July 26, 2011 | 3 min read

With Wall Street deals lining up, Jay Samit makes a startling claim. In the US magazine AdAge, he says that the daily deals firms such as Groupon won't be able to stand up to Facebook when the social media giant loads up its slingshot.

And while many on Wall Street are rubbing their hands at the prospect of IPOs, he has a startling prediction, in the US magazine AdAge, " Facebook Deals will destroy these couponing giants by loading its slingshot with its own arsenal: Facebook Credits."

Samit is an insider well able to make that judgement. His organisation SocialVibe, a charity-supporting website said to be the "largest engagement advertising platform on the internet," reaches more than 662 million social-media users each month.

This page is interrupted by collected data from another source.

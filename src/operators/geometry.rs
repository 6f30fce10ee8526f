//! Sampling geometry shared by the forward and the adjoint projection.
//!
//! Every acquisition voxel `i` is anchored at the reconstruction voxel
//! `a(i) = round(M · i)`. The kernel, centered at `c = k / 2`, spreads from that
//! anchor, so taps of anchors up to `k - 1 - c` voxels before and `c` voxels
//! after the reconstruction volume still reach it. Anchors are therefore binned
//! on a padded grid of shape `Sr + k - 1`; anchors beyond it are dropped.
//!
//! The inverse of the anchor map is stored in compressed form (one offset per
//! padded voxel into a list of acquisition indices), which turns the scatter of
//! the adjoint into a gather: each padded voxel sums its own members.

use crate::data_container::{KernelTensor, TransformMatrix};
use crate::error::DeconvolutionError;
use ndarray::ArrayView3;
use rayon::prelude::*;

#[derive(Debug, Clone)]
pub struct SamplingGeometry {
    transform: TransformMatrix,
    data_shape: [usize; 3],
    reconstruction_shape: [usize; 3],
    kernel_shape: [usize; 3],
    padded_shape: [usize; 3],
    /// `offsets[q]..offsets[q + 1]` are the members of padded voxel `q`.
    offsets: Vec<usize>,
    /// Flat acquisition indices, grouped by padded voxel, ascending within a group.
    members: Vec<usize>,
}

impl SamplingGeometry {
    pub fn new(
        data_shape: [usize; 3],
        kernel: &KernelTensor,
        transform: TransformMatrix,
    ) -> Result<Self, DeconvolutionError> {
        let reconstruction_shape = transform.reconstruction_shape(data_shape)?;
        let kernel_shape = kernel.shape();
        let padded_shape = [0, 1, 2].map(|axis| reconstruction_shape[axis] + kernel_shape[axis] - 1);
        let lead = [0, 1, 2].map(|axis| kernel_shape[axis] - 1 - kernel.center()[axis]);

        let data_len: usize = data_shape.iter().product();
        let slots: Vec<Option<usize>> = (0..data_len)
            .into_par_iter()
            .map(|flat| {
                let anchor = transform.anchor(unflatten(flat, data_shape));
                padded_slot(anchor, lead, padded_shape)
            })
            .collect();

        // counting sort of acquisition voxels by padded slot
        let padded_len: usize = padded_shape.iter().product();
        let mut offsets = vec![0usize; padded_len + 1];
        for slot in slots.iter().flatten() {
            offsets[slot + 1] += 1;
        }
        for q in 1..=padded_len {
            offsets[q] += offsets[q - 1];
        }
        let mut cursor = offsets.clone();
        let mut members = vec![0usize; offsets[padded_len]];
        for (flat, slot) in slots.iter().enumerate() {
            if let Some(q) = slot {
                members[cursor[*q]] = flat;
                cursor[*q] += 1;
            }
        }

        log::debug!(
            "sampling geometry: data {:?} -> reconstruction {:?}, {} of {} voxels anchored",
            data_shape,
            reconstruction_shape,
            members.len(),
            data_len
        );

        Ok(SamplingGeometry {
            transform,
            data_shape,
            reconstruction_shape,
            kernel_shape,
            padded_shape,
            offsets,
            members,
        })
    }

    pub fn data_shape(&self) -> [usize; 3] {
        self.data_shape
    }

    pub fn reconstruction_shape(&self) -> [usize; 3] {
        self.reconstruction_shape
    }

    pub fn kernel_shape(&self) -> [usize; 3] {
        self.kernel_shape
    }

    /// Shape of the binning grid, `Sr + k - 1`.
    pub fn padded_shape(&self) -> [usize; 3] {
        self.padded_shape
    }

    /// Number of acquisition voxels whose kernel reaches the reconstruction volume.
    pub fn anchored_voxels(&self) -> usize {
        self.members.len()
    }

    pub fn anchor(&self, index: [usize; 3]) -> [i64; 3] {
        self.transform.anchor(index)
    }

    /// Sum of `source` (acquisition space) over the members of padded voxel `index`.
    pub fn bin_voxel(&self, index: [usize; 3], source: ArrayView3<f64>) -> f64 {
        let [_, p1, p2] = self.padded_shape;
        let q = (index[0] * p1 + index[1]) * p2 + index[2];
        self.members[self.offsets[q]..self.offsets[q + 1]]
            .iter()
            .map(|&flat| source[unflatten(flat, self.data_shape)])
            .sum()
    }
}

fn unflatten(flat: usize, shape: [usize; 3]) -> [usize; 3] {
    let x = flat % shape[2];
    let y = (flat / shape[2]) % shape[1];
    let z = flat / (shape[1] * shape[2]);
    [z, y, x]
}

fn padded_slot(anchor: [i64; 3], lead: [usize; 3], padded_shape: [usize; 3]) -> Option<usize> {
    let mut slot = 0usize;
    for axis in 0..3 {
        let q = anchor[axis] + lead[axis] as i64;
        if q < 0 || q >= padded_shape[axis] as i64 {
            return None;
        }
        slot = slot * padded_shape[axis] + q as usize;
    }
    Some(slot)
}
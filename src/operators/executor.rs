//! Scheduling of per-voxel computations over a 3D output volume.
//!
//! Projection operators describe their work as a pure function from an output
//! index to a value; a [`VoxelExecutor`] decides where that function runs. The
//! executors here run on the CPU, another implementation could dispatch the same
//! function to an accelerator.

use ndarray::{Array3, Zip};
use voxel_loops::{fill_tiled, par_fill_tiled, DEFAULT_TILE};

/// Per-voxel function evaluated by an executor.
pub type VoxelFn<'a> = dyn Fn([usize; 3]) -> f64 + Sync + 'a;

/// Evaluates a voxel function for every index of an output volume.
///
/// Implementations must write every element of `out` before returning; callers
/// read the volume right after the call.
pub trait VoxelExecutor: Sync {
    fn fill(&self, out: &mut Array3<f64>, voxel: &VoxelFn<'_>);

    fn name(&self) -> &'static str;
}

/// Runs tiles in parallel on the Rayon thread pool.
#[derive(Debug, Clone, Copy)]
pub struct RayonExecutor {
    pub tile: usize,
}

impl Default for RayonExecutor {
    fn default() -> Self {
        RayonExecutor { tile: DEFAULT_TILE }
    }
}

impl VoxelExecutor for RayonExecutor {
    fn fill(&self, out: &mut Array3<f64>, voxel: &VoxelFn<'_>) {
        let shape = dims(out);
        if let Some(buffer) = out.as_slice_mut() {
            par_fill_tiled(buffer, shape, self.tile, voxel);
            return;
        }
        Zip::indexed(out).par_for_each(|(z, y, x), v| *v = voxel([z, y, x]));
    }

    fn name(&self) -> &'static str {
        "rayon"
    }
}

/// Runs tiles one after another on the calling thread.
#[derive(Debug, Clone, Copy)]
pub struct SerialExecutor {
    pub tile: usize,
}

impl Default for SerialExecutor {
    fn default() -> Self {
        SerialExecutor { tile: DEFAULT_TILE }
    }
}

impl VoxelExecutor for SerialExecutor {
    fn fill(&self, out: &mut Array3<f64>, voxel: &VoxelFn<'_>) {
        let shape = dims(out);
        if let Some(buffer) = out.as_slice_mut() {
            fill_tiled(buffer, shape, self.tile, voxel);
            return;
        }
        Zip::indexed(out).for_each(|(z, y, x), v| *v = voxel([z, y, x]));
    }

    fn name(&self) -> &'static str {
        "serial"
    }
}

fn dims(volume: &Array3<f64>) -> [usize; 3] {
    let (d0, d1, d2) = volume.dim();
    [d0, d1, d2]
}
//! Reading `.npy` inputs and writing the results of a run.
//!
//! A run that saves to disc writes exactly two files into the save folder:
//! the volume (`<name>_FinalDeconvolved.npy` or
//! `<name>_DeconvolutionProgression.npy`) and the parameter sidecar
//! `<name>_DeconvolutionParameters.json`.

use crate::config::{OutputKind, RunParameters, SaveTarget};
use crate::error::PersistenceError;
use ndarray::{Array2, Array3, Array4};
use ndarray_npy::{read_npy, write_npy};
use serde::Serialize;
use std::fs::File;
use std::io::{BufWriter, Write};
use std::path::{Path, PathBuf};

pub const FINAL_SUFFIX: &str = "_FinalDeconvolved";
pub const PROGRESSION_SUFFIX: &str = "_DeconvolutionProgression";
pub const PARAMETERS_SUFFIX: &str = "_DeconvolutionParameters";

/// Volumes produced by a run.
#[derive(Debug, Clone)]
pub struct Deconvolved {
    pub reconstruction: Array3<f64>,
    /// Captured snapshots stacked along axis 0, present when progression
    /// capture was enabled.
    pub progression: Option<Array4<f64>>,
}

pub fn read_volume(path: &Path) -> Result<Array3<f64>, PersistenceError> {
    read_npy(path).map_err(|source| PersistenceError::ReadVolume {
        path: path.to_path_buf(),
        source,
    })
}

pub fn read_matrix(path: &Path) -> Result<Array2<f64>, PersistenceError> {
    read_npy(path).map_err(|source| PersistenceError::ReadVolume {
        path: path.to_path_buf(),
        source,
    })
}

/// Writes the selected volume and the parameter sidecar of a finished run.
///
/// Returns the paths written, volume first.
pub fn save_run(
    target: &SaveTarget,
    result: &Deconvolved,
    parameters: &RunParameters,
) -> Result<Vec<PathBuf>, PersistenceError> {
    if !target.folder.is_dir() {
        return Err(PersistenceError::MissingFolder(target.folder.clone()));
    }

    let volume_path = match target.output {
        OutputKind::Final => {
            let path = output_path(target, FINAL_SUFFIX, "npy");
            write_volume(&path, &result.reconstruction)?;
            path
        }
        OutputKind::Progression(_) => {
            let path = output_path(target, PROGRESSION_SUFFIX, "npy");
            match &result.progression {
                Some(stack) => write_volume(&path, stack)?,
                None => {
                    log::warn!("no progression snapshots were captured, writing an empty stack");
                    let (r0, r1, r2) = result.reconstruction.dim();
                    write_volume(&path, &Array4::<f64>::zeros((0, r0, r1, r2)))?;
                }
            }
            path
        }
    };

    let parameters_path = output_path(target, PARAMETERS_SUFFIX, "json");
    write_parameters(&parameters_path, parameters)?;

    log::info!("saved {:?} and {:?}", volume_path, parameters_path);
    Ok(vec![volume_path, parameters_path])
}

fn output_path(target: &SaveTarget, suffix: &str, extension: &str) -> PathBuf {
    target
        .folder
        .join(format!("{}{}.{}", target.name, suffix, extension))
}

fn write_volume<T>(path: &Path, volume: &T) -> Result<(), PersistenceError>
where
    T: ndarray_npy::WriteNpyExt,
{
    write_npy(path, volume).map_err(|source| PersistenceError::WriteVolume {
        path: path.to_path_buf(),
        source,
    })
}

/// Writes the three parameter records as JSON, indented by four spaces.
pub fn write_parameters(path: &Path, parameters: &RunParameters) -> Result<(), PersistenceError> {
    let io_error = |source| PersistenceError::WriteParameters {
        path: path.to_path_buf(),
        source,
    };
    let mut writer = BufWriter::new(File::create(path).map_err(io_error)?);
    let formatter = serde_json::ser::PrettyFormatter::with_indent(b"    ");
    let mut serializer = serde_json::Serializer::with_formatter(&mut writer, formatter);
    parameters.serialize(&mut serializer)?;
    writer.flush().map_err(io_error)?;
    Ok(())
}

In the magazine article, he says, "When Groupon was novel and fresh, millions of consumers opened their morning emails in eager anticipation of what new product or service would be offered -- at an amazing bargain price."

But the thrill quickly faded."It was replaced by the morning chore of how quickly can I delete spam from my inbox." And Groupon and its clones are increasingly being counted as part of the spam problem.

According to Samit, Facebook's first advantage is that it doesn't have to rely on email . "It can insert enticing deals into the targeted news feed of 750 million people."

The knockout punch, says Samit, is that Facebook Credits have the power to make any deal free. He gives the example of a cinema chain offering two adult tickets for only $8, instead of the usual $10 per person.

First enough people have to first open the email to review the offer . Then they must be someone who goes to the movies. Lastly they have to takeout their credit card and buy the tickets prior to their future visit.

"With Facebook Deals, however, the offer can be targeted to people posting or talking about movies on Facebook or sharing trailers with their friends, ensuring the deal is much more likely to be presented to a receptive audience. "

Facebook can also make the offer not in cash , but in credits, which consumers accumulate through a number of different payment models. Exit the credit card hassle.

Samit points out that major brands in the US - from Disney and Microsoft to Unilever and Best Buy already benefit from "value-exchange engagement advertising with millions of people on Facebook on "Farmville" and other social games.

Samit concludes in his AdAge piece, "Groupon may have the early lead in this fight for consumer spending, but the combination of Facebook targeting, credits and value-exchange engagement advertising is the bookmaker's favorite."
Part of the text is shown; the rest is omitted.